Provided data:
......

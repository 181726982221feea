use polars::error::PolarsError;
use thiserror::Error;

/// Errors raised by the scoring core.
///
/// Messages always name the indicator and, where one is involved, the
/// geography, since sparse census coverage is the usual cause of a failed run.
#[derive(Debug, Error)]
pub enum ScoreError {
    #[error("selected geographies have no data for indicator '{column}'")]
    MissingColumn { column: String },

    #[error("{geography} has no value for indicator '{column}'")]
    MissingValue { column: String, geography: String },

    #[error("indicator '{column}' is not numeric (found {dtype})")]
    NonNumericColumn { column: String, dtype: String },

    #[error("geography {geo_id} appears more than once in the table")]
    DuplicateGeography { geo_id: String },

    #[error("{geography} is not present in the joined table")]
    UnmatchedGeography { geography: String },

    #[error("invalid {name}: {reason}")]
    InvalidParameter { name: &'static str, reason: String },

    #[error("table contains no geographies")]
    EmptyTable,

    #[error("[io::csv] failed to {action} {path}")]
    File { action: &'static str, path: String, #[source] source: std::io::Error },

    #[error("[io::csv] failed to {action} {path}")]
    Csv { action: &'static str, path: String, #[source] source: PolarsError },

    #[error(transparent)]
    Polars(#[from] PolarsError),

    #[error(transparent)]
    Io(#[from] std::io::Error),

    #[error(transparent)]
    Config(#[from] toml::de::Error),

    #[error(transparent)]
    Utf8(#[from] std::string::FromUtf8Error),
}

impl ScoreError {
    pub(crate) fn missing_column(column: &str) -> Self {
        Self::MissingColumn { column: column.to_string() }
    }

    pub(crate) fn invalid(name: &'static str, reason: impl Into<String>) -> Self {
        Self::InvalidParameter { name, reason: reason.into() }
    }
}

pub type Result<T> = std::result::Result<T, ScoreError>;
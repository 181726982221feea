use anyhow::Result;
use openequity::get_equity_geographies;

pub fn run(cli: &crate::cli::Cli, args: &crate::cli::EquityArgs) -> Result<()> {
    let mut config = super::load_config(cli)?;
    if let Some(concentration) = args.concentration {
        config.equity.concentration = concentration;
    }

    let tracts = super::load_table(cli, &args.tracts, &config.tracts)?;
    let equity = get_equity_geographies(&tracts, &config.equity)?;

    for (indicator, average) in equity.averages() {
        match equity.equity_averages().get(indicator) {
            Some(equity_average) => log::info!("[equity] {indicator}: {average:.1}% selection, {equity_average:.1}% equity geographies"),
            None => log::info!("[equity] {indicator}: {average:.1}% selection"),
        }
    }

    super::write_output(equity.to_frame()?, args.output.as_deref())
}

......

Prompt: The data must be duplicated exactly, with nothing left out.

Answer to this task:
repository 181726982221feea
use polars::error::PolarsError;
use thiserror::Error;

/// Errors raised by the scoring core.
///
/// Messages always name the indicator and, where one is involved, the
/// geography, since sparse census coverage is the usual cause of a failed run.
#[derive(Debug, Error)]
pub enum ScoreError {
    #[error("selected geographies have no data for indicator '{column}'")]
    MissingColumn { column: String },

    #[error("{geography} has no value for indicator '{column}'")]
    MissingValue { column: String, geography: String },

    #[error("indicator '{column}' is not numeric (found {dtype})")]
    NonNumericColumn { column: String, dtype: String },

    #[error("geography {geo_id} appears more than once in the table")]
    DuplicateGeography { geo_id: String },

    #[error("{geography} is not present in the joined table")]
    UnmatchedGeography { geography: String },

    #[error("invalid {name}: {reason}")]
    InvalidParameter { name: &'static str, reason: String },

    #[error("table contains no geographies")]
    EmptyTable,

    #[error("[io::csv] failed to {action} {path}")]
    File { action: &'static str, path: String, #[source] source: std::io::Error },

    #[error("[io::csv] failed to {action} {path}")]
    Csv { action: &'static str, path: String, #[source] source: PolarsError },

    #[error(transparent)]
    Polars(#[from] PolarsError),

    #[error(transparent)]
    Io(#[from] std::io::Error),

    #[error(transparent)]
    Config(#[from] toml::de::Error),

    #[error(transparent)]
    Utf8(#[from] std::string::FromUtf8Error),
}

impl ScoreError {
    pub(crate) fn missing_column(column: &str) -> Self {
        Self::MissingColumn { column: column.to_string() }
    }

    pub(crate) fn invalid(name: &'static str, reason: impl Into<String>) -> Self {
        Self::InvalidParameter { name, reason: reason.into() }
    }
}

pub type Result<T> = std::result::Result<T, ScoreError>;
repository 181726982221feea
use anyhow::Result;
use openequity::get_equity_geographies;

pub fn run(cli: &crate::cli::Cli, args: &crate::cli::EquityArgs) -> Result<()> {
    let mut config = super::load_config(cli)?;
    if let Some(concentration) = args.concentration {
        config.equity.concentration = concentration;
    }

    let tracts = super::load_table(cli, &args.tracts, &config.tracts)?;
    let equity = get_equity_geographies(&tracts, &config.equity)?;

    for (indicator, average) in equity.averages() {
        match equity.equity_averages().get(indicator) {
            Some(equity_average) => log::info!("[equity] {indicator}: {average:.1}% selection, {equity_average:.1}% equity geographies"),
            None => log::info!("[equity] {indicator}: {average:.1}% selection"),
        }
    }

    super::write_output(equity.to_frame()?, args.output.as_deref())
}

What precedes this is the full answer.